Tanzania's current President Jakaya Kikwete is stepping down after having served a maximum of two five-year terms, leaving the floor open for the CCM's new candidate, John Magufuli.
Leading the opposition bid is former Prime Minister Edward Lowassa, who defected to the opposition earlier this year after being rejected as the ruling party's candidate.
Thousands of voters have been drawn to Lowassa's rallies in recent weeks, with the main opposition parties uniting behind one candidate for the first time.
After 54 years of the CCM, much of Tanzania's electorate is looking for a break from the past. The extent to which change can be achieved remains to be seen, however, with the opposition candidate having quit the CCM in July.

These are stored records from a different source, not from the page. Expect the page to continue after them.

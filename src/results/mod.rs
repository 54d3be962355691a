//! Result documents: reading, aggregation and persistence
//!
//! Per-unit JUnit documents are parsed by `ResultReader`, folded into a
//! `ResultAggregator`, and finally written out as a merged JUnit report and a
//! JSON run record.

mod aggregator;
pub mod junit;
mod reader;
mod storage;

pub use aggregator::ResultAggregator;
pub use reader::{ReadError, ResultReader, DEFAULT_RISKY_TYPES};
pub use storage::{generate_run_id, RunRecord, ResultsStorage, SuiteSummary};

The result of Sunday's election could depend heavily on the vote of Tanzania's youth, with 50 percent of the country's population aged between 18 and 32. Recent statistics showed that younger voters tended to favor the opposition. Sunday will also see five million Tanzanians heading to the polls for the first time.
Result within days
Voters were also due to choose local officials and lawmakers in the country's parliament on Sunday. According to Damian Lubuva, the head of Tanzania's electoral commission, more than 23 million voters are registered to vote across the East African country.
The commission said it hoped to announce the winning party within three to four days.
The semi-autonomous island archipelago of Zanzibar, off the east coast of Tanzania, was also voting for a president and local leaders on Sunday.